When Life Gives You Lemons, Reduce Your Stroke Risk?

Posted by at 12:14 PM | Permalink | 1 Comment

Citrus fruits are in season—and that’s perfect timing for a new study showing the link between increased citrus consumption and decreased stroke risk. You already know that five-a-day fruit and veggie consumption is good for your health, but now researchers are finding out specifically how and why. A recent study followed nearly 70,000 women over 14 years, having them report their food intake every four years. Researchers examined women’s diets for all six main subclasses of flavaonoids, which helped them zero in on the flavanones in citrus. Women who ate the most citrus had a 19 percent lower risk of ischemic stroke than those who ate the least. Ischemic stroke—the most common type of stroke—is the type that occurs when blood flow to the brain is blocked.
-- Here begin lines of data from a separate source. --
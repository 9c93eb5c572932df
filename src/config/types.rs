//! Core configuration types and loading.

use serde::Deserialize;
use std::path::Path;
use std::time::Duration;
use thiserror::Error;

use super::auth::AuthConfig;
use super::limits::LimitsConfig;
use super::listen::ListenConfig;

/// Configuration errors.
#[derive(Debug, Error)]
pub enum ConfigError {
    #[error("failed to read config file: {0}")]
    Io(#[from] std::io::Error),
    #[error("failed to parse config: {0}")]
    Parse(#[from] toml::de::Error),
}

/// Hub configuration.
#[derive(Debug, Clone, Default, Deserialize)]
pub struct Config {
    /// Server identity and observability.
    #[serde(default)]
    pub server: ServerConfig,
    /// WebSocket listener.
    #[serde(default)]
    pub listen: ListenConfig,
    /// Authentication layer.
    #[serde(default)]
    pub auth: AuthConfig,
    /// Database configuration.
    #[serde(default)]
    pub database: DatabaseConfig,
    /// Queue capacities and inbound limits.
    #[serde(default)]
    pub limits: LimitsConfig,
    /// Keepalive and cleanup timeouts.
    #[serde(default)]
    pub timeouts: TimeoutsConfig,
}

impl Config {
    /// Load configuration from a TOML file.
    pub fn load<P: AsRef<Path>>(path: P) -> Result<Self, ConfigError> {
        let content = std::fs::read_to_string(path)?;
        let config: Config = toml::from_str(&content)?;
        Ok(config)
    }
}

/// Log output format.
#[derive(Debug, Clone, Copy, Default, Deserialize, PartialEq, Eq)]
#[serde(rename_all = "lowercase")]
pub enum LogFormat {
    #[default]
    Text,
    Json,
}

/// Server identity configuration.
#[derive(Debug, Clone, Deserialize)]
pub struct ServerConfig {
    /// Server name, reported in logs and `/health`.
    #[serde(default = "default_server_name")]
    pub name: String,
    /// Prometheus metrics HTTP port (default: 9090, 0 disables).
    #[serde(default = "default_metrics_port")]
    pub metrics_port: u16,
    /// Log output format.
    #[serde(default)]
    pub log_format: LogFormat,
}

impl Default for ServerConfig {
    fn default() -> Self {
        Self {
            name: default_server_name(),
            metrics_port: default_metrics_port(),
            log_format: LogFormat::default(),
        }
    }
}

fn default_server_name() -> String {
    "social-hub".to_string()
}

fn default_metrics_port() -> u16 {
    9090
}

/// Database configuration.
#[derive(Debug, Clone, Deserialize)]
pub struct DatabaseConfig {
    /// Path to SQLite database file, or `:memory:`.
    #[serde(default = "default_database_path")]
    pub path: String,
}

impl Default for DatabaseConfig {
    fn default() -> Self {
        Self {
            path: default_database_path(),
        }
    }
}

fn default_database_path() -> String {
    "social.db".to_string()
}

/// Keepalive and cleanup timeouts for client connections.
///
/// The outbound pump probes the client every `ping_period_secs`; the inbound pump
/// gives up on a client that has sent nothing for `pong_wait_secs`. The probe
/// period must therefore be shorter than the idle deadline.
#[derive(Debug, Clone, Deserialize)]
pub struct TimeoutsConfig {
    /// Idle-read deadline in seconds (default: 60).
    #[serde(default = "default_pong_wait")]
    pub pong_wait_secs: u64,
    /// Keepalive probe period in seconds (default: 54).
    #[serde(default = "default_ping_period")]
    pub ping_period_secs: u64,
    /// Deadline for writing a single frame in seconds (default: 10).
    #[serde(default = "default_write_wait")]
    pub write_wait_secs: u64,
    /// Grace period for already-queued frames during cleanup (default: 250ms).
    #[serde(default = "default_flush_grace")]
    pub flush_grace_ms: u64,
    /// Bound on the cleanup's unregister request (default: 1000ms).
    #[serde(default = "default_unregister_timeout")]
    pub unregister_timeout_ms: u64,
}

impl TimeoutsConfig {
    pub fn pong_wait(&self) -> Duration {
        Duration::from_secs(self.pong_wait_secs)
    }

    pub fn ping_period(&self) -> Duration {
        Duration::from_secs(self.ping_period_secs)
    }

    pub fn write_wait(&self) -> Duration {
        Duration::from_secs(self.write_wait_secs)
    }

    pub fn flush_grace(&self) -> Duration {
        Duration::from_millis(self.flush_grace_ms)
    }

    pub fn unregister_timeout(&self) -> Duration {
        Duration::from_millis(self.unregister_timeout_ms)
    }
}

impl Default for TimeoutsConfig {
    fn default() -> Self {
        Self {
            pong_wait_secs: default_pong_wait(),
            ping_period_secs: default_ping_period(),
            write_wait_secs: default_write_wait(),
            flush_grace_ms: default_flush_grace(),
            unregister_timeout_ms: default_unregister_timeout(),
        }
    }
}

fn default_pong_wait() -> u64 {
    60
}

fn default_ping_period() -> u64 {
    54
}

fn default_write_wait() -> u64 {
    10
}

fn default_flush_grace() -> u64 {
    250
}

fn default_unregister_timeout() -> u64 {
    1000
}

#[cfg(test)]
mod tests {
    use super::*;
    use std::io::Write;

    #[test]
    fn timeouts_default_values() {
        let config = TimeoutsConfig::default();
        assert_eq!(config.pong_wait_secs, 60);
        assert_eq!(config.ping_period_secs, 54);
        assert_eq!(config.write_wait_secs, 10);
        assert!(config.ping_period() < config.pong_wait());
    }

    #[test]
    fn empty_file_uses_defaults() {
        let config: Config = toml::from_str("").expect("empty config parses");
        assert_eq!(config.server.name, "social-hub");
        assert_eq!(config.server.metrics_port, 9090);
        assert_eq!(config.database.path, "social.db");
        assert_eq!(config.limits.outbound_queue, 256);
    }

    #[test]
    fn load_reads_sections_from_disk() {
        let mut file = tempfile::NamedTempFile::new().expect("temp file");
        writeln!(
            file,
            r#"
[server]
name = "hub.test"
metrics_port = 0
log_format = "json"

[listen]
address = "127.0.0.1:9001"

[database]
path = ":memory:"

[timeouts]
pong_wait_secs = 30
ping_period_secs = 20
"#
        )
        .expect("write config");

        let config = Config::load(file.path()).expect("config loads");
        assert_eq!(config.server.name, "hub.test");
        assert_eq!(config.server.log_format, LogFormat::Json);
        assert_eq!(config.listen.address.port(), 9001);
        assert_eq!(config.database.path, ":memory:");
        assert_eq!(config.timeouts.pong_wait(), Duration::from_secs(30));
        assert_eq!(config.timeouts.write_wait_secs, 10);
    }

    #[test]
    fn load_reports_parse_errors() {
        let mut file = tempfile::NamedTempFile::new().expect("temp file");
        writeln!(file, "[server\nname = ").expect("write config");
        assert!(matches!(Config::load(file.path()), Err(ConfigError::Parse(_))));
    }

    #[test]
    fn load_reports_missing_file() {
        let result = Config::load("/nonexistent/social-hub.toml");
        assert!(matches!(result, Err(ConfigError::Io(_))));
    }
}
Previous studies have shown a link between eating white fruits, such as apples and pears, and reduced stroke risk, and now these benefits seem to extend to yellow and orange fruits as well. The rainbow of healthy eating just keeps expanding.

Stroke is the third-leading cause of death in the United States, after heart disease and cancer. It strikes one American every 45 seconds and kills one American every three minutes.
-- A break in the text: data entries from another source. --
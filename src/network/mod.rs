//! Network layer: the WebSocket gateway and per-connection Client Actors.

mod connection;
mod gateway;

pub use connection::{ClientSession, CloseReason, ConnState, Connection, ConnectionError};
pub use gateway::Gateway;

use crate::config::{Config, LimitsConfig};
use crate::db::Database;
use crate::hub::Hub;
use std::sync::Arc;
use tokio_tungstenite::tungstenite::protocol::WebSocketConfig;

/// Everything a connection needs from the running server.
#[derive(Clone)]
pub struct ServerContext {
    pub hub: Hub,
    pub db: Database,
    pub config: Arc<Config>,
}

/// Transport settings for accepted sockets.
///
/// Frames and messages above `limits.max_frame_bytes` fail the read, which
/// closes the connection.
pub fn websocket_config(limits: &LimitsConfig) -> WebSocketConfig {
    let mut config = WebSocketConfig::default();
    config.max_message_size = Some(limits.max_frame_bytes);
    config.max_frame_size = Some(limits.max_frame_bytes);
    config
}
Stroke need not be a given, however, or chalked up to factors like genetics. Studies have shown that the artery-clogging effects of cholesterol and saturated fat in animal products limit the blood supply to the brain, which can lead to a stroke. A similar neurological mechanism may explain the link between a diet high in animal products and Alzheimer’s disease as well. Luckily, we know that the average vegetarian has a cholesterol level of 161—versus 210 for the average American—and that number falls to 133 for vegans.
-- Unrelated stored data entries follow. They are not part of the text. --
//! Groups, memberships, join requests and invitations.

use super::{DbError, now, parse_status};
use crate::protocol::{Decision, RequestStatus};
use sqlx::SqlitePool;

/// A group row.
#[derive(Debug, Clone, PartialEq, Eq)]
pub struct GroupRecord {
    pub id: String,
    pub title: String,
    pub description: String,
    pub admin_id: String,
}

/// Repository for the group table family.
pub struct GroupRepository<'a> {
    pool: &'a SqlitePool,
}

impl<'a> GroupRepository<'a> {
    pub fn new(pool: &'a SqlitePool) -> Self {
        Self { pool }
    }

    /// Create a group with its admin as the first member.
    pub async fn create(
        &self,
        id: &str,
        title: &str,
        description: &str,
        admin_id: &str,
    ) -> Result<GroupRecord, DbError> {
        let ts = now();
        let mut tx = self.pool.begin().await?;

        sqlx::query(
            r#"
            INSERT INTO groups (id, title, description, admin_id, created_at)
            VALUES (?, ?, ?, ?, ?)
            "#,
        )
        .bind(id)
        .bind(title)
        .bind(description)
        .bind(admin_id)
        .bind(ts)
        .execute(&mut *tx)
        .await?;

        sqlx::query("INSERT INTO group_members (group_id, user_id, joined_at) VALUES (?, ?, ?)")
            .bind(id)
            .bind(admin_id)
            .bind(ts)
            .execute(&mut *tx)
            .await?;

        tx.commit().await?;

        Ok(GroupRecord {
            id: id.to_string(),
            title: title.to_string(),
            description: description.to_string(),
            admin_id: admin_id.to_string(),
        })
    }

    pub async fn find(&self, group_id: &str) -> Result<Option<GroupRecord>, DbError> {
        let row = sqlx::query_as::<_, (String, String, String, String)>(
            "SELECT id, title, description, admin_id FROM groups WHERE id = ?",
        )
        .bind(group_id)
        .fetch_optional(self.pool)
        .await?;
        Ok(row.map(into_record))
    }

    pub async fn find_by_title(&self, title: &str) -> Result<Option<GroupRecord>, DbError> {
        let row = sqlx::query_as::<_, (String, String, String, String)>(
            "SELECT id, title, description, admin_id FROM groups WHERE title = ?",
        )
        .bind(title)
        .fetch_optional(self.pool)
        .await?;
        Ok(row.map(into_record))
    }

    pub async fn is_member(&self, group_id: &str, user_id: &str) -> Result<bool, DbError> {
        let found: Option<i64> =
            sqlx::query_scalar("SELECT 1 FROM group_members WHERE group_id = ? AND user_id = ?")
                .bind(group_id)
                .bind(user_id)
                .fetch_optional(self.pool)
                .await?;
        Ok(found.is_some())
    }

    /// Member ids of a group, in join order.
    pub async fn members(&self, group_id: &str) -> Result<Vec<String>, DbError> {
        let ids: Vec<String> = sqlx::query_scalar(
            "SELECT user_id FROM group_members WHERE group_id = ? ORDER BY joined_at, user_id",
        )
        .bind(group_id)
        .fetch_all(self.pool)
        .await?;
        Ok(ids)
    }

    /// Groups a user currently belongs to. Snapshotted when the user connects.
    pub async fn memberships_for(&self, user_id: &str) -> Result<Vec<String>, DbError> {
        let ids: Vec<String> = sqlx::query_scalar(
            "SELECT group_id FROM group_members WHERE user_id = ? ORDER BY group_id",
        )
        .bind(user_id)
        .fetch_all(self.pool)
        .await?;
        Ok(ids)
    }

    // ------------------------------------------------------------------
    // Join requests
    // ------------------------------------------------------------------

    pub async fn join_request_status(
        &self,
        group_id: &str,
        user_id: &str,
    ) -> Result<Option<RequestStatus>, DbError> {
        let raw: Option<String> = sqlx::query_scalar(
            "SELECT status FROM group_join_requests WHERE group_id = ? AND user_id = ?",
        )
        .bind(group_id)
        .bind(user_id)
        .fetch_optional(self.pool)
        .await?;
        raw.map(|s| parse_status("group_join_requests", &s)).transpose()
    }

    /// Create a pending request, or reopen a declined one.
    pub async fn open_join_request(&self, group_id: &str, user_id: &str) -> Result<(), DbError> {
        sqlx::query(
            r#"
            INSERT INTO group_join_requests (group_id, user_id, status, created_at)
            VALUES (?, ?, 'pending', ?)
            ON CONFLICT (group_id, user_id)
            DO UPDATE SET status = 'pending', created_at = excluded.created_at
            "#,
        )
        .bind(group_id)
        .bind(user_id)
        .bind(now())
        .execute(self.pool)
        .await?;
        Ok(())
    }

    /// Answer a pending request; accepting also adds the member.
    ///
    /// Returns false when there was no pending request.
    pub async fn answer_join_request(
        &self,
        group_id: &str,
        user_id: &str,
        decision: Decision,
    ) -> Result<bool, DbError> {
        let ts = now();
        let mut tx = self.pool.begin().await?;

        let updated = sqlx::query(
            r#"
            UPDATE group_join_requests SET status = ?
            WHERE group_id = ? AND user_id = ? AND status = 'pending'
            "#,
        )
        .bind(decision.as_status().as_str())
        .bind(group_id)
        .bind(user_id)
        .execute(&mut *tx)
        .await?;

        if updated.rows_affected() == 0 {
            return Ok(false);
        }

        if decision == Decision::Accepted {
            sqlx::query(
                r#"
                INSERT OR IGNORE INTO group_members (group_id, user_id, joined_at)
                VALUES (?, ?, ?)
                "#,
            )
            .bind(group_id)
            .bind(user_id)
            .bind(ts)
            .execute(&mut *tx)
            .await?;
        }

        tx.commit().await?;
        Ok(true)
    }

    /// Withdraw a pending request. Returns false when none was pending.
    pub async fn cancel_join_request(
        &self,
        group_id: &str,
        user_id: &str,
    ) -> Result<bool, DbError> {
        let result = sqlx::query(
            r#"
            DELETE FROM group_join_requests
            WHERE group_id = ? AND user_id = ? AND status = 'pending'
            "#,
        )
        .bind(group_id)
        .bind(user_id)
        .execute(self.pool)
        .await?;
        Ok(result.rows_affected() > 0)
    }

    /// Remove a member. Any join request is marked declined so it can be reopened.
    ///
    /// Returns false when the user was not a member.
    pub async fn leave(&self, group_id: &str, user_id: &str) -> Result<bool, DbError> {
        let mut tx = self.pool.begin().await?;

        let removed = sqlx::query("DELETE FROM group_members WHERE group_id = ? AND user_id = ?")
            .bind(group_id)
            .bind(user_id)
            .execute(&mut *tx)
            .await?;

        if removed.rows_affected() == 0 {
            return Ok(false);
        }

        sqlx::query(
            "UPDATE group_join_requests SET status = 'declined' WHERE group_id = ? AND user_id = ?",
        )
        .bind(group_id)
        .bind(user_id)
        .execute(&mut *tx)
        .await?;

        tx.commit().await?;
        Ok(true)
    }

    // ------------------------------------------------------------------
    // Invitations
    // ------------------------------------------------------------------

    pub async fn invitation_status(
        &self,
        group_id: &str,
        invitee_id: &str,
    ) -> Result<Option<RequestStatus>, DbError> {
        let raw: Option<String> = sqlx::query_scalar(
            "SELECT status FROM group_invitations WHERE group_id = ? AND invitee_id = ?",
        )
        .bind(group_id)
        .bind(invitee_id)
        .fetch_optional(self.pool)
        .await?;
        raw.map(|s| parse_status("group_invitations", &s)).transpose()
    }

    /// Create a pending invitation, replacing any answered one.
    pub async fn invite(
        &self,
        group_id: &str,
        inviter_id: &str,
        invitee_id: &str,
    ) -> Result<(), DbError> {
        sqlx::query(
            r#"
            INSERT INTO group_invitations (group_id, inviter_id, invitee_id, status, created_at)
            VALUES (?, ?, ?, 'pending', ?)
            ON CONFLICT (group_id, invitee_id)
            DO UPDATE SET inviter_id = excluded.inviter_id, status = 'pending',
                          created_at = excluded.created_at
            "#,
        )
        .bind(group_id)
        .bind(inviter_id)
        .bind(invitee_id)
        .bind(now())
        .execute(self.pool)
        .await?;
        Ok(())
    }

    /// Answer a pending invitation; accepting also adds the member.
    ///
    /// Returns the inviter, or `None` when no invitation was pending.
    pub async fn answer_invitation(
        &self,
        group_id: &str,
        invitee_id: &str,
        decision: Decision,
    ) -> Result<Option<String>, DbError> {
        let ts = now();
        let mut tx = self.pool.begin().await?;

        let inviter: Option<String> = sqlx::query_scalar(
            r#"
            SELECT inviter_id FROM group_invitations
            WHERE group_id = ? AND invitee_id = ? AND status = 'pending'
            "#,
        )
        .bind(group_id)
        .bind(invitee_id)
        .fetch_optional(&mut *tx)
        .await?;

        let Some(inviter) = inviter else {
            return Ok(None);
        };

        sqlx::query("UPDATE group_invitations SET status = ? WHERE group_id = ? AND invitee_id = ?")
            .bind(decision.as_status().as_str())
            .bind(group_id)
            .bind(invitee_id)
            .execute(&mut *tx)
            .await?;

        if decision == Decision::Accepted {
            sqlx::query(
                r#"
                INSERT OR IGNORE INTO group_members (group_id, user_id, joined_at)
                VALUES (?, ?, ?)
                "#,
            )
            .bind(group_id)
            .bind(invitee_id)
            .bind(ts)
            .execute(&mut *tx)
            .await?;
        }

        tx.commit().await?;
        Ok(Some(inviter))
    }

    /// Withdraw a pending invitation. Returns false when none was pending.
    pub async fn cancel_invitation(
        &self,
        group_id: &str,
        invitee_id: &str,
    ) -> Result<bool, DbError> {
        let result = sqlx::query(
            r#"
            DELETE FROM group_invitations
            WHERE group_id = ? AND invitee_id = ? AND status = 'pending'
            "#,
        )
        .bind(group_id)
        .bind(invitee_id)
        .execute(self.pool)
        .await?;
        Ok(result.rows_affected() > 0)
    }
}

fn into_record(
    (id, title, description, admin_id): (String, String, String, String),
) -> GroupRecord {
    GroupRecord {
        id,
        title,
        description,
        admin_id,
    }
}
Switching to a meat-free diet can also reverse atherosclerosis, or hardening of the arteries. The flavanones in citrus are a factor, reducing inflammation and improving overall blood vessel health, which may explain the observed reduction in stroke risk.

Although more studies will be needed to show exactly how the mechanism works between citrus and stroke, it certainly can’t hurt to pile vibrantly hued citrus into your shopping cart in the meantime. Just be sure to stick to citrus in its whole form, as many juices contain high amounts of added sugar. But between grapefruit, tangelos, clementines, blood oranges, and Buddha’s hands, you have plenty of citrus to choose from, and many tasty ways to take advantage of this welcome health news.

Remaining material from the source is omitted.